Records contained in a dataset:

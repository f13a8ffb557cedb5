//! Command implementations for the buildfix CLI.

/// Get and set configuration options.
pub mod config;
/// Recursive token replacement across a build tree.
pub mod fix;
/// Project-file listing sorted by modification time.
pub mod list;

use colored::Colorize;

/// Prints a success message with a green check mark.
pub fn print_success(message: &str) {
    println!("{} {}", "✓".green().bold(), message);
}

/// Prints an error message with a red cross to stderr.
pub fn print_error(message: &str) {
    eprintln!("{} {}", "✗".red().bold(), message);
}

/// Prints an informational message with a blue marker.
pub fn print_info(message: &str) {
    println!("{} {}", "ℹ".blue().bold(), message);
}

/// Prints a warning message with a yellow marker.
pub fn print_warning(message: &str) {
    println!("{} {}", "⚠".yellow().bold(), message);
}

-- Task statement --
Output nothing but the lines from the one that contains "a blue marker." through the final line of the entries above, exactly as they appear.

-- Result for this task --
/// Prints an informational message with a blue marker.
pub fn print_info(message: &str) {
    println!("{} {}", "ℹ".blue().bold(), message);
}

/// Prints a warning message with a yellow marker.
pub fn print_warning(message: &str) {
    println!("{} {}", "⚠".yellow().bold(), message);
}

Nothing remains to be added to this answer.